Он никогда об этом не спрашивал и никогда не спросит…
– Саша, я люблю тебя, – сказала Лидия Стахиевна, испугавшись долгого молчания мужа. – Знаешь, что я маме тогда написала, – могу повторить наизусть, ну почти наизусть: «Когда ты увидишь его, то полюбишь, как меня, за всю его безграничную, хорошую и высокую любовь ко мне – любовь, которая не только все прощает, – даже и речи нет об этом, а относится с уважением ко всему, что было, я счастлива так, что иногда не верю, что все это не сон!»
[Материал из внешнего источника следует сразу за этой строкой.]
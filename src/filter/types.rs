use chrono::NaiveDate;
use serde::{Deserialize, Serialize};

use crate::models::Tender;

/// Category/status value meaning "no constraint"
pub const ALL_SENTINEL: &str = "All";

/// Which entry point a query is evaluated for.
///
/// `Search` honours every field; `Filter` has no free text and no date
/// bounds, only category, status and budget.
#[derive(Debug, Clone, Copy, PartialEq, Eq)]
pub enum QueryMode {
    Search,
    Filter,
}

/// Optional search / filter parameters as supplied by a caller
#[derive(Debug, Clone, Default, PartialEq, Serialize, Deserialize)]
#[serde(rename_all = "camelCase")]
pub struct TenderQuery {
    #[serde(default, skip_serializing_if = "Option::is_none")]
    pub search_term: Option<String>,
    #[serde(default, skip_serializing_if = "Option::is_none")]
    pub category: Option<String>,
    #[serde(default, skip_serializing_if = "Option::is_none")]
    pub status: Option<String>,
    #[serde(default, skip_serializing_if = "Option::is_none")]
    pub min_budget: Option<f64>,
    #[serde(default, skip_serializing_if = "Option::is_none")]
    pub max_budget: Option<f64>,
    #[serde(default, skip_serializing_if = "Option::is_none")]
    pub deadline_after: Option<NaiveDate>,
    #[serde(default, skip_serializing_if = "Option::is_none")]
    pub created_after: Option<NaiveDate>,
}

/// One predicate primitive. All conditions of a predicate are ANDed.
#[derive(Debug, Clone, PartialEq)]
pub enum Condition {
    /// Case-insensitive substring of title OR description OR company
    Text(String),
    Category(String),
    Status(String),
    MinBudget(f64),
    MaxBudget(f64),
    DeadlineFrom(NaiveDate),
    CreatedFrom(NaiveDate),
}

#[derive(Debug, Clone, Default, PartialEq)]
pub struct TenderPredicate {
    conditions: Vec<Condition>,
}

/// Bind parameter produced by SQL generation
#[derive(Debug, Clone, PartialEq)]
pub enum SqlParam {
    Text(String),
    Float(f64),
    Date(NaiveDate),
}

#[derive(Debug, Clone, PartialEq)]
pub struct SqlResult {
    pub query: String,
    pub params: Vec<SqlParam>,
}

impl TenderQuery {
    pub fn search(term: impl Into<String>) -> Self {
        Self {
            search_term: Some(term.into()),
            ..Default::default()
        }
    }

    /// Builds the predicate for the given entry point. Empty strings and the
    /// "All" sentinel are treated as absent.
    pub fn predicate(&self, mode: QueryMode) -> TenderPredicate {
        let mut conditions = Vec::new();

        if mode == QueryMode::Search {
            if let Some(term) = self.search_term.as_deref().filter(|t| !t.is_empty()) {
                conditions.push(Condition::Text(term.to_string()));
            }
        }
        if let Some(category) = active(&self.category) {
            conditions.push(Condition::Category(category.to_string()));
        }
        if let Some(status) = active(&self.status) {
            conditions.push(Condition::Status(status.to_ascii_lowercase()));
        }
        if let Some(min) = self.min_budget {
            conditions.push(Condition::MinBudget(min));
        }
        if let Some(max) = self.max_budget {
            conditions.push(Condition::MaxBudget(max));
        }
        if mode == QueryMode::Search {
            if let Some(date) = self.deadline_after {
                conditions.push(Condition::DeadlineFrom(date));
            }
            if let Some(date) = self.created_after {
                conditions.push(Condition::CreatedFrom(date));
            }
        }

        TenderPredicate { conditions }
    }
}

fn active(value: &Option<String>) -> Option<&str> {
    value
        .as_deref()
        .filter(|v| !v.is_empty() && !v.eq_ignore_ascii_case(ALL_SENTINEL))
}

impl TenderPredicate {
    pub fn new(conditions: Vec<Condition>) -> Self {
        Self { conditions }
    }

    pub fn conditions(&self) -> &[Condition] {
        &self.conditions
    }

    pub fn is_empty(&self) -> bool {
        self.conditions.is_empty()
    }

    /// Evaluates the predicate against an in-memory tender
    pub fn matches(&self, tender: &Tender) -> bool {
        self.conditions.iter().all(|condition| condition.matches(tender))
    }
}

impl Condition {
    pub fn matches(&self, tender: &Tender) -> bool {
        match self {
            Condition::Text(term) => {
                let needle = term.to_lowercase();
                [&tender.title, &tender.description, &tender.company]
                    .iter()
                    .any(|field| field.to_lowercase().contains(&needle))
            }
            Condition::Category(category) => tender.category == *category,
            Condition::Status(status) => tender.status.as_str() == status,
            Condition::MinBudget(min) => tender.budget >= *min,
            Condition::MaxBudget(max) => tender.budget <= *max,
            Condition::DeadlineFrom(date) => tender.deadline >= *date,
            Condition::CreatedFrom(date) => tender.created_at >= *date,
        }
    }
}

#[cfg(test)]
mod tests {
    use super::*;
    use crate::testing::sample_tenders;

    fn ids(query: &TenderQuery, mode: QueryMode) -> Vec<i32> {
        let predicate = query.predicate(mode);
        sample_tenders().iter().filter(|t| predicate.matches(t)).map(|t| t.id).collect()
    }

    #[test]
    fn search_matches_title_description_or_company_case_insensitively() {
        assert_eq!(ids(&TenderQuery::search("ROAD"), QueryMode::Search), vec![1]);
        assert_eq!(ids(&TenderQuery::search("hospital"), QueryMode::Search), vec![2]);
        assert_eq!(ids(&TenderQuery::search("ministry"), QueryMode::Search), vec![1, 3]);
        assert!(ids(&TenderQuery::search("no such text"), QueryMode::Search).is_empty());
    }

    #[test]
    fn search_does_not_look_at_category_or_location() {
        // "Construction" is only a category in the samples
        assert!(ids(&TenderQuery::search("construction"), QueryMode::Search).is_empty());
    }

    #[test]
    fn search_handles_non_ascii_case_folding() {
        assert_eq!(ids(&TenderQuery::search("МЕКТЕП"), QueryMode::Search), vec![4]);
    }

    #[test]
    fn all_sentinel_and_empty_values_are_ignored() {
        let query = TenderQuery {
            search_term: Some(String::new()),
            category: Some("All".into()),
            status: Some("all".into()),
            ..Default::default()
        };
        assert!(query.predicate(QueryMode::Search).is_empty());
        assert_eq!(ids(&query, QueryMode::Search).len(), sample_tenders().len());
    }

    #[test]
    fn category_requires_exact_equality() {
        let query = TenderQuery {
            category: Some("Construction".into()),
            ..Default::default()
        };
        assert_eq!(ids(&query, QueryMode::Filter), vec![1, 4]);

        let query = TenderQuery {
            category: Some("construction".into()),
            ..Default::default()
        };
        assert!(ids(&query, QueryMode::Filter).is_empty());
    }

    #[test]
    fn status_is_compared_lower_cased() {
        let query = TenderQuery {
            status: Some("Closed".into()),
            ..Default::default()
        };
        assert_eq!(ids(&query, QueryMode::Filter), vec![3]);
    }

    #[test]
    fn budget_bounds_are_inclusive() {
        let query = TenderQuery {
            min_budget: Some(40_000_000.0),
            max_budget: Some(50_000_000.0),
            ..Default::default()
        };
        assert_eq!(ids(&query, QueryMode::Filter), vec![1]);

        let query = TenderQuery {
            min_budget: Some(45_000_000.0),
            max_budget: Some(45_000_000.0),
            ..Default::default()
        };
        assert_eq!(ids(&query, QueryMode::Filter), vec![1]);

        let query = TenderQuery {
            max_budget: Some(120_000_000.0),
            ..Default::default()
        };
        assert_eq!(ids(&query, QueryMode::Filter), vec![1, 2]);
    }

    #[test]
    fn text_and_refinements_combine_with_and() {
        let query = TenderQuery {
            search_term: Some("ministry".into()),
            status: Some("open".into()),
            ..Default::default()
        };
        assert_eq!(ids(&query, QueryMode::Search), vec![1]);
    }

    #[test]
    fn date_bounds_apply_only_in_search_mode() {
        let query = TenderQuery {
            deadline_after: NaiveDate::from_ymd_opt(2024, 1, 1),
            created_after: NaiveDate::from_ymd_opt(2023, 6, 1),
            ..Default::default()
        };
        assert_eq!(ids(&query, QueryMode::Search), vec![2, 4]);
        assert_eq!(ids(&query, QueryMode::Filter).len(), sample_tenders().len());
    }

    #[test]
    fn filter_mode_ignores_free_text() {
        let query = TenderQuery::search("road");
        assert!(query.predicate(QueryMode::Filter).is_empty());
    }
}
…Значит, она не принимала его слова за риторику?! Он всегда боялся своего многословия, вычурности своих выражений. «Моя гордость и радость, мой разум и сердце, безумно горжусь твоей красотой и нежностью, мое сумасшествие, моя поэзия, моя жизнь, мое дыхание» – так он писал ей, так говорил. Она все поняла правильно, она поверила истинности каждого слова, потому что он ее увидел не только на редкость красивой, но и серьезной, умной, хозяйственной, светской, заботливой, доброй и художественно талантливой. Ее полюбили все: брат Дмитрий, умная, строгая его сестра Екатерина полюбила без всяких оглядок, без всякой ревности и свойственной ей иронии. Насмешкам не было места в суждениях о «дорогих» Саниных.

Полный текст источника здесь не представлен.